Waanders
Een van de beroemdste pleisterplaatsen van het land is hotel-restaurant Waanders in Staphorst, al meer dan honderd jaar een familiebedrijf. Ooit lag het aan de oude Rijksweg tussen Zwolle en Meppel, aan de rand van het dorp, waar de Rijksweg de Gemeenteweg kruist. Nog steeds ligt de zaak daar, natuurlijk, maar de infrastructuur is door de komst van de A28 drastisch veranderd. De snelweg loopt nu zo’n beetje dwars door Waanders heen, dat wil zeggen: dwars door het blikveld van wie in de zaak bij het raam zit. Hij ligt hoog, die weg, een enorm viaduct eigenlijk, en eronder bevindt zich een rotonde die naar wethouder Coster is vernoemd. De weg naar Rouveen, waar Gretha Smit vandaan komt, gloort lichtend aan het einde van het donkere, winderige gat.
Altijd als ik langs Staphorst kom, neem ik me voor bij Waanders te stoppen, maar nooit komt het ervan. In gezelschap van mijn vader kwam ik er vroeger geregeld, maar de enige herinnering die ik eraan koester, is die van de chipolatapudding die er op de kaart stond, 25 jaar geleden, en ik gruwde daarvan. Mijn vader niet, die bestelde altijd steevast dat drillende puddinkje. Iets anders kan ik me van al die bezoeken niet herinneren, maar toch zette de magische klank van Waanders in Staphorst zich in mij vast.
Nu was ik er dan eindelijk.
Hotel-restaurant Waanders kent de volgende kleurstellingen: blauwe tafelkleden, donkerblauwe stoelen met zalmkleurige zittingen en ruggen, grijze vloerbedekking en een donkerbruin, houten plafond. Er zijn diverse zalen, die in elkaar overlopen, en er is plaats voor honderden gasten. Op alle tafels staat het klassieke rekje met peper en zout en Maggi. Je zou de sfeer Spartaans kunnen noemen, maar iets afgetrapts heeft het ook.
Aan de vensterbanken hingen bordjes waarop het woord NAT stond – schilderwerk in progress, vooruitgang aan de horizon. ‘Het is hier vies,’ zei een oude dame tegen haar man, nadat ze bij het raam hadden plaatsgenomen. Het tafelkleed lag bezaaid met kruimels, de asbak puilde uit. Ze stonden op en verhuisden naar een volgende tafel. Een tengere, bleke serveerster vroeg wat ze bliefden. ‘Snert,’ zei de oude dame. Het klonk alsof ze er geen zin in had, maar gewoon het woord eens lekker smerig wilde uitspreken. De serveerster noteerde het rustig. ‘En meneer?’ vroeg ze toen.
‘Een broodje tartaar,’ antwoordde meneer.

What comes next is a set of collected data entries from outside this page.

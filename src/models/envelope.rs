//! Uniform response envelope wrapping every JSON body.

use actix_web::HttpResponse;
use serde::Serialize;
use utoipa::ToSchema;

pub const STATUS_SUCCESS: &str = "success";
pub const STATUS_ERROR: &str = "error";

/// `{ "status": "success" | "error", "data": ..., "message": ... }`
#[derive(Debug, Serialize)]
pub struct Envelope<T: Serialize> {
    pub status: &'static str,
    pub data: Option<T>,
    pub message: Option<String>,
}

impl<T: Serialize> Envelope<T> {
    pub fn success(data: T) -> Self {
        Self {
            status: STATUS_SUCCESS,
            data: Some(data),
            message: None,
        }
    }
}

impl Envelope<()> {
    pub fn error(message: impl Into<String>) -> Self {
        Self {
            status: STATUS_ERROR,
            data: None,
            message: Some(message.into()),
        }
    }
}

/// Error body as documented in the OpenAPI schema.
#[derive(Debug, Serialize, ToSchema)]
pub struct ErrorEnvelope {
    /// Always `"error"`
    pub status: String,
    /// Always `null`
    pub data: Option<serde_json::Value>,
    pub message: String,
}

/// 200 with `data` wrapped in a success envelope.
pub fn ok<T: Serialize>(data: T) -> HttpResponse {
    HttpResponse::Ok().json(Envelope::success(data))
}

/// 201 with `data` wrapped in a success envelope.
pub fn created<T: Serialize>(data: T) -> HttpResponse {
    HttpResponse::Created().json(Envelope::success(data))
}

De serveerster verdween en het echtpaar ging zwijgend naar buiten zitten kijken. Intussen was het een komen en gaan van klanten; mannen in spijkerbroeken en dikke truien, truckers, mannen in verfrommelde pakken, vertegenwoordigers, oudere echtparen die er een dagje tussenuit waren. Iedereen leek bekend met de zeden en gewoonten van Waanders, een enkeling verdiepte zich in de kaart. De meeste klanten wisten wat ze wilden.
Uitsmijters.
Erwtensoep.
Brood, biefstuk.
Buiten raasde hoog in de lucht het verkeer over de A28, maar ook op de wegen beneden was het druk: vrachtwagens, een enkele trekker met kar, auto’s, en vooral veel fietsende kinderen, een attractie op zichzelf. Om de zoveel tijd vertrok een auto van het parkeerterrein van het restaurant en kwam er weer eentje aan, voorwaar: een komen en gaan bij Waanders. En dit alles onder een stralende winterzon, en voor het oog van het oude echtpaar, dat inmiddels aan de snert en het broodje tartaar zat.